Instead of whittling away when and how and where abortions are legal, as has been standard practice for the pro-life movement for decades, voters will try to define when life begins. On Nov. 8, voters will decide on Proposition 26, which would define life as beginning the moment an egg is fertilized.

It’s a controversial approach. Critics of the proposition come on both sides of the abortion debate, with the Roman Catholic Bishops and the National Right to Life organization joining traditional pro-choice movements in criticizing the effort.

“They think it’s too risky,” said Erik Eckholm, a reporter for The New York Times who has covered this issue.

Eckholm said that this amendment would put Mississippi in a place where certain forms of birth control, including IUDs and the morning after pill, could become illegal.

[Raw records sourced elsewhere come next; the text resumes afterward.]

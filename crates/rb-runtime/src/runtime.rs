use std::collections::BTreeMap;
use std::fmt;
use std::time::Duration;

use async_trait::async_trait;
use rb_core::config::{parse_endpoint, EndpointAddr};
use tracing::{debug, warn};

// ---------------------------------------------------------------------------
// Error
// ---------------------------------------------------------------------------

#[derive(Debug, thiserror::Error)]
pub enum RuntimeError {
    #[error("container not found: {target}")]
    NotFound { target: String },
    #[error("{operation} on {target} timed out after {after:?}")]
    Timeout {
        operation: &'static str,
        target: String,
        after: Duration,
    },
    #[error("failed to connect to docker at {endpoint}: {message}")]
    Connect { endpoint: String, message: String },
    #[error("docker {operation} failed for {target} on {endpoint}: {message}")]
    Operation {
        endpoint: String,
        operation: &'static str,
        target: String,
        message: String,
    },
    #[error("invalid docker endpoint: {0}")]
    InvalidEndpoint(String),
}

impl RuntimeError {
    /// The container (or image) was already gone. Stop and delete callers
    /// treat this as success.
    pub fn is_not_found(&self) -> bool {
        matches!(self, RuntimeError::NotFound { .. })
    }
}

pub type Result<T> = std::result::Result<T, RuntimeError>;

// ---------------------------------------------------------------------------
// DockerEndpoint
// ---------------------------------------------------------------------------

/// Which Docker daemon an operation targets. Carried by every spec and handle
/// so no shared client is ever repointed.
#[derive(Debug, Clone, PartialEq, Eq, Hash, Default)]
pub enum DockerEndpoint {
    #[default]
    Local,
    UnixSocket(String),
    Tcp(String),
}

impl DockerEndpoint {
    pub fn parse(endpoint: &str) -> Result<Self> {
        match parse_endpoint(endpoint) {
            Some(EndpointAddr::Unix(path)) => Ok(Self::UnixSocket(path.to_string())),
            Some(EndpointAddr::Tcp(addr)) => Ok(Self::Tcp(addr.to_string())),
            None => Err(RuntimeError::InvalidEndpoint(endpoint.trim().to_string())),
        }
    }

    /// The agent's host wins over the configured default; local defaults
    /// apply when neither is set.
    pub fn resolve(agent_host: Option<&str>, configured: Option<&str>) -> Result<Self> {
        match agent_host
            .filter(|h| !h.trim().is_empty())
            .or(configured.filter(|h| !h.trim().is_empty()))
        {
            Some(endpoint) => Self::parse(endpoint),
            None => Ok(Self::Local),
        }
    }

    pub fn label(&self) -> String {
        match self {
            Self::Local => "local-docker-daemon".to_owned(),
            Self::UnixSocket(path) => format!("unix://{path}"),
            Self::Tcp(addr) => format!("tcp://{addr}"),
        }
    }
}

impl fmt::Display for DockerEndpoint {
    fn fmt(&self, f: &mut fmt::Formatter<'_>) -> fmt::Result {
        f.write_str(&self.label())
    }
}

// ---------------------------------------------------------------------------
// Specs and handles
// ---------------------------------------------------------------------------

/// Declarative description of a container to create.
#[derive(Clone, Default, PartialEq, Eq)]
pub struct ContainerSpec {
    pub endpoint: DockerEndpoint,
    pub image: String,
    /// `None` keeps the image's entrypoint.
    pub entrypoint: Option<Vec<String>>,
    pub cmd: Vec<String>,
    pub working_dir: Option<String>,
    pub user: Option<String>,
    /// `KEY=VALUE` pairs. May carry secrets; never logged by value.
    pub env: Vec<String>,
    /// `volume:container_path` binds.
    pub binds: Vec<String>,
    pub name: Option<String>,
    pub labels: BTreeMap<String, String>,
}

impl ContainerSpec {
    pub fn env_value(&self, key: &str) -> Option<&str> {
        self.env.iter().find_map(|pair| {
            pair.split_once('=')
                .filter(|(k, _)| *k == key)
                .map(|(_, v)| v)
        })
    }
}

impl fmt::Debug for ContainerSpec {
    fn fmt(&self, f: &mut fmt::Formatter<'_>) -> fmt::Result {
        f.debug_struct("ContainerSpec")
            .field("endpoint", &self.endpoint)
            .field("image", &self.image)
            .field("entrypoint", &self.entrypoint)
            .field("cmd", &self.cmd)
            .field("working_dir", &self.working_dir)
            .field("user", &self.user)
            .field("env", &format_args!("[{} vars]", self.env.len()))
            .field("binds", &self.binds)
            .field("name", &self.name)
            .finish()
    }
}

#[derive(Debug, Clone, PartialEq, Eq, Hash)]
pub struct ContainerHandle {
    pub id: String,
    pub endpoint: DockerEndpoint,
}

impl ContainerHandle {
    pub fn new(id: impl Into<String>, endpoint: DockerEndpoint) -> Self {
        Self {
            id: id.into(),
            endpoint,
        }
    }
}

#[derive(Debug, Clone, Copy, PartialEq, Eq)]
pub struct ExitStatus {
    pub code: i64,
}

impl ExitStatus {
    pub fn success(&self) -> bool {
        self.code == 0
    }
}

#[derive(Debug, Clone, Default, PartialEq, Eq)]
pub struct ExecOutput {
    pub exit_code: i64,
    pub stdout: String,
    pub stderr: String,
}

impl ExecOutput {
    pub fn success(&self) -> bool {
        self.exit_code == 0
    }

    /// stdout followed by stderr, for recording as a step.
    pub fn combined(&self) -> String {
        match (self.stdout.is_empty(), self.stderr.is_empty()) {
            (_, true) => self.stdout.clone(),
            (true, false) => self.stderr.clone(),
            (false, false) => format!("{}\n{}", self.stdout.trim_end(), self.stderr),
        }
    }
}

// ---------------------------------------------------------------------------
// ContainerRuntime trait
// ---------------------------------------------------------------------------

/// Abstraction over the container daemon so the engine can be driven by a
/// scripted runtime in tests.
#[async_trait]
pub trait ContainerRuntime: Send + Sync {
    async fn create(&self, spec: &ContainerSpec) -> Result<ContainerHandle>;

    async fn start(&self, handle: &ContainerHandle) -> Result<()>;

    /// Block until the container exits. `None` waits indefinitely.
    async fn wait(&self, handle: &ContainerHandle, timeout: Option<Duration>)
        -> Result<ExitStatus>;

    /// Combined stdout and stderr, possibly in Docker's framed format.
    async fn logs(&self, handle: &ContainerHandle) -> Result<Vec<u8>>;

    /// Run `argv` inside a running container and wait for it to finish.
    async fn exec(&self, handle: &ContainerHandle, argv: &[String]) -> Result<ExecOutput>;

    /// Ask the container to stop (not kill).
    async fn stop(&self, handle: &ContainerHandle) -> Result<()>;

    async fn delete(&self, handle: &ContainerHandle, force: bool) -> Result<()>;

    /// Tar archive of `path` inside the container.
    async fn archive_out(&self, handle: &ContainerHandle, path: &str) -> Result<Vec<u8>>;

    async fn build_image(
        &self,
        endpoint: &DockerEndpoint,
        context_tar: Vec<u8>,
        dockerfile: &str,
        tag: &str,
    ) -> Result<()>;

    async fn remove_image(&self, endpoint: &DockerEndpoint, tag: &str) -> Result<()>;

    /// Stop, treating an already-gone container as stopped.
    async fn stop_if_present(&self, handle: &ContainerHandle) -> Result<()> {
        match self.stop(handle).await {
            Err(e) if e.is_not_found() => {
                debug!(container_id = %handle.id, "container already gone on stop");
                Ok(())
            }
            other => other,
        }
    }

    /// Force-delete and swallow every failure.
    async fn cleanup(&self, handle: &ContainerHandle) {
        match self.delete(handle, true).await {
            Ok(()) => debug!(container_id = %handle.id, "container deleted"),
            Err(e) if e.is_not_found() => {}
            Err(e) => warn!(container_id = %handle.id, error = %e, "container cleanup failed"),
        }
    }
}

“The advocates in the state and in much of the country quite explicitly say they want to ban…the morning after pill, and this is aimed at getting after that,” Eckholm said. “If the egg is already a person, that would be effectively killing that person.”

Not so fast, though, said Rebecca Kiessling, an attorney and a national spokeswoman for Personhood U.S.A. — the group behind this effort.

“This doesn’t make anything illegal. It is not a criminal statute. It’s a constitutional framework,” she said.

But Eckholm said that just leaves things more muddled. Either the legislature would have to provide additional legislation that addresses the issue, or it would be left to the courts to decide.

“It would go into the courts because someone would bring a case,” he said.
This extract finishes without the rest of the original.